O relatório refere que 61% da área terrestre global registou, ao longo da última década (2014-2023), um aumento dos fenómenos de precipitação extrema em comparação com a média de 1961-1990. Esta mudança no padrão das chuvas influencia o risco de inundações, doenças infecciosas e contaminação da água.

A transmissão da dengue pelos mosquitos Aedes albopictus aumentou 46% e pelo Aedes aegypti 11% na última década (2014-2023) em comparação com a década 1951-1960. Um máximo histórico de mais de 5 milhões de casos de dengue foi registado no ano passado em mais de 80 países ou territórios.
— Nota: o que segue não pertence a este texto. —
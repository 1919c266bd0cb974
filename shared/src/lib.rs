use std::fmt;
use std::str::FromStr;

use chrono::{DateTime, Utc};
use serde::{Deserialize, Serialize};

pub mod relative_time;
pub mod tree;
pub mod vote;

pub use relative_time::{format_age_label, format_relative_time, seconds_between};
pub use tree::{build_tree, CommentTree, ParentKey};
pub use vote::VoteTransition;

// ── Auth ──

#[derive(Debug, Clone, PartialEq, Eq, Serialize, Deserialize)]
pub struct Profile {
    pub id: i64,
    pub username: String,
    pub avatar_url: String,
    pub email: Option<String>,
    pub created_at: DateTime<Utc>,
}

/// Author projection joined onto threads and comments.
#[derive(Debug, Clone, PartialEq, Eq, Serialize, Deserialize)]
pub struct Author {
    pub id: i64,
    pub username: String,
    pub avatar_url: String,
}

// ── Categories ──

#[derive(Debug, Clone, Copy, PartialEq, Eq, Hash, Serialize, Deserialize)]
pub enum Category {
    Free,
    Honey,
    Boasts,
}

impl Category {
    pub const ALL: [Category; 3] = [Category::Free, Category::Honey, Category::Boasts];

    pub fn as_str(self) -> &'static str {
        match self {
            Category::Free => "Free",
            Category::Honey => "Honey",
            Category::Boasts => "Boasts",
        }
    }
}

impl fmt::Display for Category {
    fn fmt(&self, f: &mut fmt::Formatter<'_>) -> fmt::Result {
        f.write_str(self.as_str())
    }
}

#[derive(Debug, Clone, PartialEq, Eq)]
pub struct UnknownCategory(pub String);

impl fmt::Display for UnknownCategory {
    fn fmt(&self, f: &mut fmt::Formatter<'_>) -> fmt::Result {
        write!(f, "unknown category `{}`", self.0)
    }
}

impl std::error::Error for UnknownCategory {}

impl FromStr for Category {
    type Err = UnknownCategory;

    fn from_str(s: &str) -> Result<Self, Self::Err> {
        Category::ALL
            .into_iter()
            .find(|c| c.as_str() == s)
            .ok_or_else(|| UnknownCategory(s.to_string()))
    }
}

/// The category filter selected in the sidebar. `All` shows every thread.
#[derive(Debug, Clone, Copy, Default, PartialEq, Eq, Serialize, Deserialize)]
pub enum CategoryFilter {
    #[default]
    All,
    Only(Category),
}

impl CategoryFilter {
    pub fn matches(self, category: Category) -> bool {
        match self {
            CategoryFilter::All => true,
            CategoryFilter::Only(c) => c == category,
        }
    }
}

impl From<Option<Category>> for CategoryFilter {
    fn from(category: Option<Category>) -> Self {
        category.map_or(CategoryFilter::All, CategoryFilter::Only)
    }
}

// ── Threads ──

/// Thread row as stored.
#[derive(Debug, Clone, PartialEq, Eq, Serialize, Deserialize)]
pub struct Thread {
    pub id: i64,
    pub title: String,
    pub content: String,
    pub category: Category,
    pub author_id: i64,
    pub created_at: DateTime<Utc>,
    pub updated_at: DateTime<Utc>,
    pub views: i64,
    pub hide_embed: bool,
}

/// Display-ready thread with author and aggregate counts.
#[derive(Debug, Clone, PartialEq, Eq, Serialize, Deserialize)]
pub struct ThreadView {
    pub id: i64,
    pub title: String,
    pub content: String,
    pub category: Category,
    pub author: Author,
    pub created_at: DateTime<Utc>,
    pub updated_at: DateTime<Utc>,
    pub views: i64,
    pub hide_embed: bool,
    pub comment_count: i64,
    pub upvotes: i64,
    pub downvotes: i64,
    pub net_score: i64,
    pub time_label: String,
}

#[derive(Debug, Clone, Serialize, Deserialize)]
pub struct CreateThread {
    pub title: String,
    pub content: String,
    pub category: Category,
}

#[derive(Debug, Clone, Serialize, Deserialize)]
pub struct ThreadDetail {
    pub thread: ThreadView,
    pub comments: Vec<Comment>,
}

#[derive(Debug, Clone, Default, PartialEq, Eq, Serialize, Deserialize)]
pub struct CategoryCounts {
    pub free: i64,
    pub honey: i64,
    pub boasts: i64,
}

impl CategoryCounts {
    pub fn get(&self, category: Category) -> i64 {
        match category {
            Category::Free => self.free,
            Category::Honey => self.honey,
            Category::Boasts => self.boasts,
        }
    }

    pub fn bump(&mut self, category: Category, by: i64) {
        match category {
            Category::Free => self.free += by,
            Category::Honey => self.honey += by,
            Category::Boasts => self.boasts += by,
        }
    }
}

#[derive(Debug, Clone, Default, PartialEq, Eq, Serialize, Deserialize)]
pub struct ThreadStats {
    pub total: i64,
    pub today: i64,
    pub by_category: CategoryCounts,
}

// ── Comments ──

#[derive(Debug, Clone, PartialEq, Eq, Serialize, Deserialize)]
pub struct Comment {
    pub id: i64,
    pub thread_id: i64,
    pub author: Author,
    pub content: String,
    pub created_at: DateTime<Utc>,
    pub parent_id: Option<i64>,
}

#[derive(Debug, Clone, Serialize, Deserialize)]
pub struct CreateComment {
    pub content: String,
    #[serde(default)]
    pub parent_id: Option<i64>,
}

// ── Votes ──

#[derive(Debug, Clone, Copy, PartialEq, Eq, Hash, Serialize, Deserialize)]
#[serde(rename_all = "lowercase")]
pub enum VoteType {
    Up,
    Down,
}

impl VoteType {
    pub fn as_str(self) -> &'static str {
        match self {
            VoteType::Up => "up",
            VoteType::Down => "down",
        }
    }

    /// Contribution of one vote of this type to the net score.
    pub fn weight(self) -> i64 {
        match self {
            VoteType::Up => 1,
            VoteType::Down => -1,
        }
    }
}

impl fmt::Display for VoteType {
    fn fmt(&self, f: &mut fmt::Formatter<'_>) -> fmt::Result {
        f.write_str(self.as_str())
    }
}

impl FromStr for VoteType {
    type Err = String;

    fn from_str(s: &str) -> Result<Self, Self::Err> {
        match s {
            "up" => Ok(VoteType::Up),
            "down" => Ok(VoteType::Down),
            other => Err(format!("unknown vote type `{other}`")),
        }
    }
}

#[derive(Debug, Clone, Serialize, Deserialize)]
pub struct CastVote {
    pub vote_type: VoteType,
}

#[derive(Debug, Clone, Default, PartialEq, Eq, Serialize, Deserialize)]
pub struct VoteResponse {
    pub upvotes: i64,
    pub downvotes: i64,
    pub net_score: i64,
    pub user_vote: Option<VoteType>,
}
Existem, contudo, algumas razões para celebrar (os co-autores preferem falar num “optimismo cauteloso”). As mortes causadas pela poluição atmosférica associada aos combustíveis fósseis caíram quase 7%, de 2,25 milhões em 2016 para 2,09 milhões em 2021, segundo que o relatório atribui 59% desse declínio aos esforços para limitar a queima de carvão (e, consequentemente, as partículas poluentes que resultam desse processo).

Por outro lado, a percentagem de electricidade produzida a partir de energias renováveis modernas e limpas atingiu 10,5% em 2021, quase o dobro de 2016 (5,5%). O investimento global em energia limpa cresceu 10% em 2023, excedendo o total investido em combustíveis fósseis em 73%. Já o marcado laboral em energias renováveis alcançou um recorde com 13,7 milhões de funcionários em 2022 (aumento de 35,6% desde 2016).

“Se boas decisões forem tomadas, as mudanças podem acontecer. A beleza do relatório de 2024 é conseguir encontrar este equilíbrio entre dizer o que está a piorar – e há coisas que todos podemos ver – e dizer o que está a avançar”, concluiu Jeremy Farrar, director científico da OMS, numa conferência de imprensa virtual de apresentação do relatório.